Debalina Majumder (born 1972, Calcutta, India) is an Indian filmmaker, writer, producer, and cinematographer. She studied Comparative Literature at Jadavpur University. Debalina has worked on feature-length documentary films, short films, travelogues, music videos, corporate films, telefilms and experimental films. She is passionate about environmental issues, gender, sexuality and occasionally writes for newspapers and magazines. She has also extensively worked as a cinematographer.

In 2005, her short film about mud football in Kolkata, (Sar..r..ra/ Joy Run) was selected to the <Shoot Goals! Shoot Movies!> short film competition, Berlinale Talent Campus, at Berlin, and also included in the Fifa 2006 World Cup Compilation.

Based on the story of two lovers who committed suicide, in the village of Nandigram (West Bengal, India), Debalina's film "... ebang bewarish" ("...and the Unclaimed"), questioned social taboos and familial non-acceptance in regards to same-sex relationship. " Based on the same event, Debalina's fiction film "Abar Jodi Ichha Koro" (If You Dare Desire) was released in 2017.

She has then followed up with "Tin Sottyi..."(In Fact...), a celebration and documentation of three non-normative lives.
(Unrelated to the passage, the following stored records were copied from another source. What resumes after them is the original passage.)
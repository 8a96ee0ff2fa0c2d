//! Runs all three components over one cohort and bundles their output.

use super::{
    report_training, AnomalyDetector, AnomalyReport, BehaviorClusterer, ClusterAnalysis,
    GradePredictor, PredictionResult,
};
use crate::config::AnalyticsConfig;
use crate::error::StoreError;
use crate::model::{ModelKind, TrainingSummary};
use crate::records::StudentRecord;
use crate::storage::ArtifactStore;
use chrono::{DateTime, Utc};
use serde::{Deserialize, Serialize};
use tracing::{info, warn};

/// Per-model result of a training round; `None` where training failed.
#[derive(Debug, Clone, Default, PartialEq, Serialize, Deserialize)]
pub struct TrainingOutcome {
    pub grade_predictor: Option<TrainingSummary>,
    pub behavior_clusterer: Option<TrainingSummary>,
    pub anomaly_detector: Option<TrainingSummary>,
}

impl TrainingOutcome {
    pub fn trained_count(&self) -> usize {
        [
            &self.grade_predictor,
            &self.behavior_clusterer,
            &self.anomaly_detector,
        ]
        .iter()
        .filter(|s| s.is_some())
        .count()
    }
}

#[derive(Debug, Clone, PartialEq, Serialize, Deserialize)]
pub struct CohortReport {
    pub generated_at: DateTime<Utc>,
    pub total_records: usize,
    pub predictions: Vec<PredictionResult>,
    pub clusters: Option<ClusterAnalysis>,
    pub anomalies: Option<AnomalyReport>,
}

pub struct CohortAnalyzer {
    predictor: GradePredictor,
    clusterer: BehaviorClusterer,
    detector: AnomalyDetector,
}

impl CohortAnalyzer {
    pub fn new(config: &AnalyticsConfig) -> Self {
        Self {
            predictor: GradePredictor::new(config),
            clusterer: BehaviorClusterer::new(config),
            detector: AnomalyDetector::new(config),
        }
    }

    pub fn predictor(&self) -> &GradePredictor {
        &self.predictor
    }

    pub fn clusterer(&self) -> &BehaviorClusterer {
        &self.clusterer
    }

    pub fn detector(&self) -> &AnomalyDetector {
        &self.detector
    }

    /// Train every component independently. A failure leaves that
    /// component's previous artifact in place.
    pub fn train_all(&mut self, records: &[StudentRecord]) -> TrainingOutcome {
        let outcome = TrainingOutcome {
            grade_predictor: report_training(self.predictor.try_train(records)),
            behavior_clusterer: report_training(self.clusterer.try_train(records)),
            anomaly_detector: report_training(self.detector.try_train(records)),
        };
        info!(
            records = records.len(),
            trained = outcome.trained_count(),
            "training round complete"
        );
        outcome
    }

    pub fn analyze(&self, records: &[StudentRecord]) -> CohortReport {
        CohortReport {
            generated_at: Utc::now(),
            total_records: records.len(),
            predictions: records.iter().filter_map(|r| self.predictor.predict(r)).collect(),
            clusters: self.clusterer.get_all_clusters_analysis(records),
            anomalies: self.detector.batch_detect_anomalies(records),
        }
    }

    /// Persist every trained artifact; returns how many were written.
    pub fn save(&self, store: &ArtifactStore) -> Result<usize, StoreError> {
        let mut saved = 0;
        if let Some(a) = self.predictor.artifact() {
            store.save(a)?;
            saved += 1;
        }
        if let Some(a) = self.clusterer.artifact() {
            store.save(a)?;
            saved += 1;
        }
        if let Some(a) = self.detector.artifact() {
            store.save(a)?;
            saved += 1;
        }
        Ok(saved)
    }

    /// Install the newest stored artifact of each kind; returns how many were installed.
    pub fn restore(&mut self, store: &ArtifactStore) -> Result<usize, StoreError> {
        let mut restored = 0;
        if let Some(a) = store.load_latest(ModelKind::GradePredictor)? {
            match self.predictor.restore(a) {
                Ok(()) => restored += 1,
                Err(e) => warn!(error = %e, "stored artifact rejected"),
            }
        }
        if let Some(a) = store.load_latest(ModelKind::BehaviorClusterer)? {
            match self.clusterer.restore(a) {
                Ok(()) => restored += 1,
                Err(e) => warn!(error = %e, "stored artifact rejected"),
            }
        }
        if let Some(a) = store.load_latest(ModelKind::AnomalyDetector)? {
            match self.detector.restore(a) {
                Ok(()) => restored += 1,
                Err(e) => warn!(error = %e, "stored artifact rejected"),
            }
        }
        Ok(restored)
    }
}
Gay India Matrimony and Citizen Nagar are in their post production phases.

Filmography

Awards
"... ebang bewarish" ("...and the unclaimed") received Jury Special Mention in the Documentary section of SiGNS 2014, organized by the Federation of Film Societies of India, Kerala on 1 June 2014.
Nearly 160 films under categories such as national competition for documentaries and short films; artists’ cinema were screened at the 8th edition of SiGNS, the pioneering festival in India for digital videos.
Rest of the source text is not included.